Paul Nehlen, a Republican businessman from Wisconsin’s first congressional district, has just launched his 2018 congressional campaign against the anti-Donald Trump House Speaker Paul Ryan.
This is the second time Nehlen is challenging Ryan, after coming up short in the 2016 GOP primary in Wisconsin’s first congressional district.
“Speaker Ryan didn’t help Mr. Trump defeat Hillary Clinton, and even pledged not to defend the president,” Nehlen said in his announcement. “But I have a message for Speaker Ryan: The American people are not done fighting for President Trump’s good agenda. That’s why I am announcing my second challenge to Paul Ryan for the nomination in Wisconsin’s first congressional district.”

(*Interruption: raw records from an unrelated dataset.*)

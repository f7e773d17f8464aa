//! Read-side dispatch between current and legacy files.
//!
//! The format version is checked once, at open.  Current files are read by
//! a read-mode [`Store`]; legacy files are handed to a caller-supplied
//! [`LegacyReader`].  Afterwards every [`Cursor`] call is a plain match on
//! the variant.

use std::path::Path;

use tracing::debug;

use crate::StoreError;
use crate::record::LogRecord;
use crate::store::{Cursor, Store};

/// A reader for legacy (version 1) files, supplied by the caller.
pub trait LegacyReader: Cursor + Send {}

/// A read handle over a current or legacy store file.
pub enum Reader {
    /// Version 2 file.
    Current(Store),
    /// Legacy file.
    Legacy(Box<dyn LegacyReader>),
}

impl std::fmt::Debug for Reader {
    fn fmt(&self, f: &mut std::fmt::Formatter<'_>) -> std::fmt::Result {
        match self {
            Self::Current(store) => f.debug_tuple("Current").field(store).finish(),
            Self::Legacy(_) => f.write_str("Legacy(..)"),
        }
    }
}

impl Reader {
    /// Opens a current-format file.
    ///
    /// Legacy files fail with [`StoreError::LegacyFormat`]; use
    /// [`open_with_legacy`](Self::open_with_legacy) to accept them.
    pub fn open(path: impl AsRef<Path>) -> Result<Self, StoreError> {
        Store::open_for_read(path).map(Self::Current)
    }

    /// Opens a file of either format, calling `opener` for legacy files.
    pub fn open_with_legacy<F>(path: impl AsRef<Path>, opener: F) -> Result<Self, StoreError>
    where
        F: FnOnce(&Path) -> Result<Box<dyn LegacyReader>, StoreError>,
    {
        let path = path.as_ref();
        match Store::open_for_read(path) {
            Ok(store) => Ok(Self::Current(store)),
            Err(StoreError::LegacyFormat { version }) => {
                debug!(path = %path.display(), version, "dispatching to legacy reader");
                opener(path).map(Self::Legacy)
            }
            Err(e) => Err(e),
        }
    }

    /// Returns `true` for legacy files.
    pub fn is_legacy(&self) -> bool {
        matches!(self, Self::Legacy(_))
    }

    /// The underlying store of a current-format file.
    pub fn as_store(&self) -> Option<&Store> {
        match self {
            Self::Current(store) => Some(store),
            Self::Legacy(_) => None,
        }
    }

    /// Closes a current-format store.  Legacy readers close on drop.
    pub fn close(&mut self) -> Result<(), StoreError> {
        match self {
            Self::Current(store) => store.close(),
            Self::Legacy(_) => Ok(()),
        }
    }
}

impl From<Store> for Reader {
    fn from(store: Store) -> Self {
        Self::Current(store)
    }
}

impl Cursor for Reader {
    fn to_first(&mut self) -> Result<u64, StoreError> {
        match self {
            Self::Current(store) => store.to_first(),
            Self::Legacy(legacy) => legacy.to_first(),
        }
    }

    fn to_last(&mut self) -> Result<u64, StoreError> {
        match self {
            Self::Current(store) => store.to_last(),
            Self::Legacy(legacy) => legacy.to_last(),
        }
    }

    fn to_next(&mut self) -> Result<u64, StoreError> {
        match self {
            Self::Current(store) => store.to_next(),
            Self::Legacy(legacy) => legacy.to_next(),
        }
    }

    fn to_previous(&mut self) -> Result<u64, StoreError> {
        match self {
            Self::Current(store) => store.to_previous(),
            Self::Legacy(legacy) => legacy.to_previous(),
        }
    }

    fn cursor_id(&self) -> Option<u64> {
        match self {
            Self::Current(store) => store.cursor_id(),
            Self::Legacy(legacy) => legacy.cursor_id(),
        }
    }

    fn read_current(&mut self) -> Result<LogRecord, StoreError> {
        match self {
            Self::Current(store) => store.read_current(),
            Self::Legacy(legacy) => legacy.read_current(),
        }
    }
}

Nehlen’s comment refers to audio unearthed by Breitbart News of Ryan during a conference call with House GOP members in which he not only abandoned now-President Donald Trump during the most crucial month of October of the 2016 presidential campaign but pledged to never defend the president again.
“I am not going to defend Donald Trump—not now, not in the future,” Ryan said in the audio of the conference call with House GOP colleagues, which came after the Access Hollywood tape of Trump emerged. Ryan’s comments were notable because he did not say he specifically would not defend Trump on the Access Hollywood tape. His comments meant he would not defend the man who is now president of the United States on anything.
Ryan refused to campaign with President Trump at all until the end of the campaign, but did appear with now-Vice President Mike Pence.
At the time, Ryan spokesman Brendan Buck said things have changed since Trump won the election.
“The world is well aware of this history,” Buck said of the audio tape of Ryan throwing Trump under the bus.
“And obviously a lot has happened since then. As everyone knows,” Buck also said, adding in a third comment that “of course they were” when asked if these comments were specifically about the Access Hollywood tapes, even though Ryan did not qualify his abandonment of Trump in the conference call.
“This was in response to that, but as everyone knows, they came together toward the end of the campaign and the Speaker vocally supported him and even campaigned with Pence,” Buck said.
Buck has not responded to a request for comment in response to Nehlen’s announcement he is running again against Ryan. But Nehlen appears to be coming straight at Ryan out of the gate, more than a year before the primary against Ryan. That extra time will give Nehlen an ability to build his name ID in the district, fundraise, and gain steam against the Speaker of the House.
Nehlen continued in his statement.
Last year in my first challenge to Speaker Ryan, we managed to kill Ryan’s and Obama’s job-killing deal, the Trans-Pacific Partnership. But Paul Ryan apparently hasn’t gotten the memo. Millions of Americans voted for President Trump, and they expect Paul Ryan to work to repeal Obamacare; end bad, job-killing trade deals; close the border; and back the President’s strong, America First agenda. But that hasn’t happened. But unbelievably, Paul Ryan has fully funded the dangerous refugee resettlement racket. That is not what we voted for.
Nehlen is correct that he successfully forced Ryan to oppose the Trans Pacific Partnership (TPP), which President Trump has since gone on to officially kill once and for all. He also forced Ryan to campaign on bended knee in front of actual factory workers in Wisconsin. But he did come up short, winning less than 20 percent of the vote in the primary against Ryan.
Nehlen concluded in his Friday statement by saying that Ryan is a “career politician” who must be drained from the swamp of Washington, D.C. Nehlen said:
Paul Ryan is a career politician who has been in D.C. for nearly two decades. He may have been a nice Wisconsin boy when he left Janesville, but now Ryan is working for special interests and industry bosses, working to sell Wisconsin’s jobs to Mexico and Asia. Ryan is working hand-in-hand with multinational corporations to reduce their costs by giving them access to low-paid immigrant labor. And it is decimating WIsconsin’s economy. Wisconsin voted to drain the swamp last November, so that’s what I’m going to do.
During the primary last year, Trump—then officially the GOP nominee for President—Tweeted out support for Nehlen. After significant backlash in the media and inside the Republican Party, Trump eventually officially endorsed Ryan for Congress in the name of GOP unity—something Ryan, of course, reneged on in October. But Trump’s endorsement, which he famously read off a piece of paper, was viewed as a hollow one by many hardcore Trump supporters, almost as though he had to do it.
Trump went on to win Wisconsin in the general election—adding the rust belt state and its 10 electoral votes to others like Ohio, Pennsylvania, Iowa, and Michigan to his win total, carrying him into the White House—without Ryan’s support. Now, according to some polls, Trump is more popular in Ryan’s own district than Ryan—something Nehlen will surely be banking on in the 2018 primary campaign he’s running against Ryan.